Good continuation to the first film
1 April 2006 | by (NYC) – See all my reviews

Continues the story of the sentimental swordsman three years after the events in the last film. This time the story is more melancholy and thoughtful which is a surprise for a Yuen Chor directed film. The swordsman, played by Ti Lung, is a depressed alcoholic who finds himself pulled back into the intrigues of the martial world against his will.

The "martial world" is an odd genre, sort of like a western but with almost no interaction with regular society. Imagine a Hollywood western where nearly everyone is a crack shot and spending all their time dueling each other. Even samurai dramas will spend some time with other concerns but martial world dramas are almost non-stop fighters sparring with each other or preparing to fight each other. And there are frequently dozens of characters to keep track of. Most of these films are based on published novels so the original audience had a head start.

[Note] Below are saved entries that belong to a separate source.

//! Rule-based anomaly detection
//!
//! Three independent passes, reported in this order:
//!
//! 1. revenue drops between consecutive historical months
//! 2. expense spikes between consecutive historical months
//! 3. negative balances in the forecast
//!
//! Alerts from different rules are never merged, even for the same month.

use chrono::{DateTime, Utc};
use serde::{Deserialize, Serialize};

use super::aggregate::aggregate_by_month;
use crate::error::FincastError;
use crate::models::{
    AlertKind, AnomalyAlert, ForecastPoint, Money, PeriodMetrics, Severity, Transaction,
};

/// Relative-change thresholds for one rule, as fractions (0.2 = 20%)
#[derive(Debug, Clone, Copy, PartialEq, Serialize, Deserialize)]
pub struct RatioTiers {
    /// Smallest change that raises an alert (severity low)
    pub alert: f64,
    /// Change at which severity becomes medium
    pub medium: f64,
    /// Change at which severity becomes high
    pub high: f64,
}

impl RatioTiers {
    pub fn classify(&self, change: f64) -> Option<Severity> {
        if change >= self.high {
            Some(Severity::High)
        } else if change >= self.medium {
            Some(Severity::Medium)
        } else if change >= self.alert {
            Some(Severity::Low)
        } else {
            None
        }
    }

    fn validate(&self, name: &str) -> Result<(), FincastError> {
        let finite = self.alert.is_finite() && self.medium.is_finite() && self.high.is_finite();
        if !finite || self.alert <= 0.0 || self.alert > self.medium || self.medium > self.high {
            return Err(FincastError::Validation(format!(
                "{} thresholds must satisfy 0 < alert <= medium <= high (got {} / {} / {})",
                name, self.alert, self.medium, self.high
            )));
        }
        Ok(())
    }
}

/// Deficit sizes (as positive magnitudes) for the balance rule
///
/// Any negative projected balance raises an alert; these decide its severity.
#[derive(Debug, Clone, Copy, PartialEq, Serialize, Deserialize)]
pub struct DeficitTiers {
    pub medium: Money,
    pub high: Money,
}

impl DeficitTiers {
    pub fn classify(&self, balance: Money) -> Option<Severity> {
        if !balance.is_negative() {
            None
        } else if balance < -self.high {
            Some(Severity::High)
        } else if balance < -self.medium {
            Some(Severity::Medium)
        } else {
            Some(Severity::Low)
        }
    }
}

/// All thresholds used by the detector
#[derive(Debug, Clone, Copy, PartialEq, Serialize, Deserialize)]
pub struct AnomalyThresholds {
    #[serde(default = "default_revenue_drop")]
    pub revenue_drop: RatioTiers,
    #[serde(default = "default_expense_spike")]
    pub expense_spike: RatioTiers,
    #[serde(default = "default_deficit")]
    pub deficit: DeficitTiers,
}

/// Drops of 20% alert, 25% or more is medium, 50% or more is high.
///
/// Medium starts at 25% so that a fall from 1000 to 750 is already medium.
fn default_revenue_drop() -> RatioTiers {
    RatioTiers {
        alert: 0.20,
        medium: 0.25,
        high: 0.50,
    }
}

fn default_expense_spike() -> RatioTiers {
    RatioTiers {
        alert: 0.30,
        medium: 0.40,
        high: 0.50,
    }
}

fn default_deficit() -> DeficitTiers {
    DeficitTiers {
        medium: Money::from_units(1000),
        high: Money::from_units(5000),
    }
}

impl Default for AnomalyThresholds {
    fn default() -> Self {
        Self {
            revenue_drop: default_revenue_drop(),
            expense_spike: default_expense_spike(),
            deficit: default_deficit(),
        }
    }
}

impl AnomalyThresholds {
    pub fn validate(&self) -> Result<(), FincastError> {
        self.revenue_drop.validate("Revenue drop")?;
        self.expense_spike.validate("Expense spike")?;
        if self.deficit.medium.is_negative() || self.deficit.medium > self.deficit.high {
            return Err(FincastError::Validation(format!(
                "Deficit thresholds must satisfy 0 <= medium <= high (got {} / {})",
                self.deficit.medium, self.deficit.high
            )));
        }
        Ok(())
    }
}

/// Applies the three anomaly rules with a given set of thresholds
#[derive(Debug, Clone, Default)]
pub struct AnomalyDetector {
    thresholds: AnomalyThresholds,
}

impl AnomalyDetector {
    pub fn new(thresholds: AnomalyThresholds) -> Self {
        Self { thresholds }
    }

    pub fn thresholds(&self) -> &AnomalyThresholds {
        &self.thresholds
    }

    /// Run all rules, stamping alerts with the current time
    pub fn detect(
        &self,
        transactions: &[Transaction],
        forecast: &[ForecastPoint],
    ) -> Vec<AnomalyAlert> {
        self.detect_at(transactions, forecast, Utc::now())
    }

    /// Run all rules, stamping alerts with `detected_at`
    pub fn detect_at(
        &self,
        transactions: &[Transaction],
        forecast: &[ForecastPoint],
        detected_at: DateTime<Utc>,
    ) -> Vec<AnomalyAlert> {
        let history = aggregate_by_month(transactions);

        let mut alerts = self.revenue_drops(&history, detected_at);
        alerts.extend(self.expense_spikes(&history, detected_at));
        alerts.extend(self.balance_warnings(forecast, detected_at));

        tracing::debug!(
            periods = history.len(),
            forecast_points = forecast.len(),
            alerts = alerts.len(),
            "anomaly detection finished"
        );
        alerts
    }

    /// Month-over-month income drops; pairs with zero prior income are skipped
    pub fn revenue_drops(
        &self,
        history: &[PeriodMetrics],
        detected_at: DateTime<Utc>,
    ) -> Vec<AnomalyAlert> {
        history
            .windows(2)
            .filter_map(|pair| {
                let (prev, curr) = (&pair[0], &pair[1]);
                let drop = -prev.income.change_to(curr.income)?;
                let severity = self.thresholds.revenue_drop.classify(drop)?;

                let message = format!(
                    "Revenue dropped {:.1}% in {} (from {} to {})",
                    drop * 100.0,
                    curr.label(),
                    prev.income,
                    curr.income
                );
                let alert = AnomalyAlert::new(
                    AlertKind::RevenueDrop,
                    curr.period,
                    severity,
                    message,
                    detected_at,
                );
                Some(alert.with_recommendation(format!(
                    "Follow up on outstanding invoices and review the sales pipeline for {}.",
                    curr.label()
                )))
            })
            .collect()
    }

    /// Month-over-month expense increases; pairs with zero prior expense are skipped
    pub fn expense_spikes(
        &self,
        history: &[PeriodMetrics],
        detected_at: DateTime<Utc>,
    ) -> Vec<AnomalyAlert> {
        history
            .windows(2)
            .filter_map(|pair| {
                let (prev, curr) = (&pair[0], &pair[1]);
                let spike = prev.expense.change_to(curr.expense)?;
                let severity = self.thresholds.expense_spike.classify(spike)?;

                let message = format!(
                    "Expenses rose {:.1}% in {} (from {} to {})",
                    spike * 100.0,
                    curr.label(),
                    prev.expense,
                    curr.expense
                );
                let alert = AnomalyAlert::new(
                    AlertKind::ExpenseSpike,
                    curr.period,
                    severity,
                    message,
                    detected_at,
                );
                Some(alert.with_recommendation(format!(
                    "Check {} for one-off purchases or newly added recurring charges.",
                    curr.label()
                )))
            })
            .collect()
    }

    /// Negative income-minus-expense on any forecast point
    pub fn balance_warnings(
        &self,
        forecast: &[ForecastPoint],
        detected_at: DateTime<Utc>,
    ) -> Vec<AnomalyAlert> {
        forecast
            .iter()
            .filter_map(|point| {
                let balance = point.projected_balance();
                let severity = self.thresholds.deficit.classify(balance)?;

                let message = if point.predicted {
                    format!("Projected deficit of {} in {}", balance.abs(), point.label())
                } else {
                    format!("Deficit of {} recorded in {}", balance.abs(), point.label())
                };
                let recommendation = match severity {
                    Severity::High => {
                        "Secure a credit line or cut discretionary spending now to cover the shortfall."
                    }
                    Severity::Medium => {
                        "Defer non-essential purchases and chase receivables before this month."
                    }
                    Severity::Low => "Keep a small cash buffer to absorb the expected shortfall.",
                };
                let alert = AnomalyAlert::new(
                    AlertKind::BalanceWarning,
                    point.period,
                    severity,
                    message,
                    detected_at,
                );
                Some(alert.with_recommendation(recommendation))
            })
            .collect()
    }
}

/// Run the default rules over a transaction list and its forecast
pub fn detect_anomalies(
    transactions: &[Transaction],
    forecast: &[ForecastPoint],
) -> Vec<AnomalyAlert> {
    AnomalyDetector::default().detect(transactions, forecast)
}
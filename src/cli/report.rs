//! CLI command for the full insight report

use std::path::PathBuf;

use clap::Args;

use super::analyze::{load_input, InputArgs};
use crate::config::paths::FincastPaths;
use crate::config::settings::{validate_horizon, Settings};
use crate::error::FincastResult;
use crate::export::{save_report, write_report, ReportFormat};
use crate::models::BusinessType;
use crate::reports::InsightReport;

#[derive(Args, Debug)]
pub struct ReportArgs {
    #[command(flatten)]
    pub input: InputArgs,

    /// Output format
    #[arg(short, long, value_enum, default_value = "terminal")]
    pub format: ReportFormat,

    /// Write to this file instead of stdout
    #[arg(short, long, conflicts_with = "save")]
    pub output: Option<PathBuf>,

    /// Write to the reports directory under the data directory
    #[arg(long)]
    pub save: bool,

    /// Months to project (default: from settings)
    #[arg(short = 'n', long)]
    pub horizon: Option<usize>,

    /// Business type for benchmarks (default: from settings)
    #[arg(short, long)]
    pub business_type: Option<BusinessType>,
}

fn extension(format: ReportFormat) -> &'static str {
    match format {
        ReportFormat::Terminal => "txt",
        ReportFormat::Json => "json",
        ReportFormat::Yaml => "yaml",
        ReportFormat::Csv => "csv",
    }
}

/// File name for a saved report, e.g. `insight-2024-06-30.json`
pub fn default_report_path(paths: &FincastPaths, report: &InsightReport, format: ReportFormat) -> PathBuf {
    paths.reports_dir().join(format!(
        "insight-{}.{}",
        report.generated_at.format("%Y-%m-%d"),
        extension(format)
    ))
}

/// Handle `fincast report`
pub fn handle_report_command(
    paths: &FincastPaths,
    settings: &Settings,
    args: ReportArgs,
) -> FincastResult<()> {
    let horizon = args.horizon.unwrap_or(settings.forecast_horizon);
    validate_horizon(horizon)?;

    let mut settings = settings.clone();
    if let Some(business_type) = args.business_type {
        settings.business_profile.business_type = business_type;
    }

    let transactions = load_input(&args.input, &settings)?;
    let report = InsightReport::generate(&transactions, &settings, horizon)?;
    let symbol = &settings.currency_symbol;

    let output = match (args.output, args.save) {
        (Some(path), _) => Some(path),
        (None, true) => Some(default_report_path(paths, &report, args.format)),
        (None, false) => None,
    };

    match output {
        Some(path) => {
            save_report(&report, args.format, &path, symbol)?;
            println!("Report written to: {}", path.display());
        }
        None => {
            let stdout = std::io::stdout();
            write_report(&report, args.format, &mut stdout.lock(), symbol)?;
        }
    }

    Ok(())
}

Once you are prepared for this kind of film then it'll be easier to enjoy.

This film revolves around the turmoil of the sentimental swordsman with about six other main characters to follow which is less than the usual martial world film. There's some good melodrama as a number of the characters are actually concerned about something emotional other than who is the best martial artist. There is an amount of Chinese philosophy quoted which is interesting to hear.

The photography is excellent as well as the set design which is good since 95% of the film is on sets. The music sounds a lot like Akira Ikufube (Gojira, Zatoichi) but since there is a music credit I guess it wasn't lifted. The fight scenes are very theatrical but enjoyable.

Recommended for the Shaw fan.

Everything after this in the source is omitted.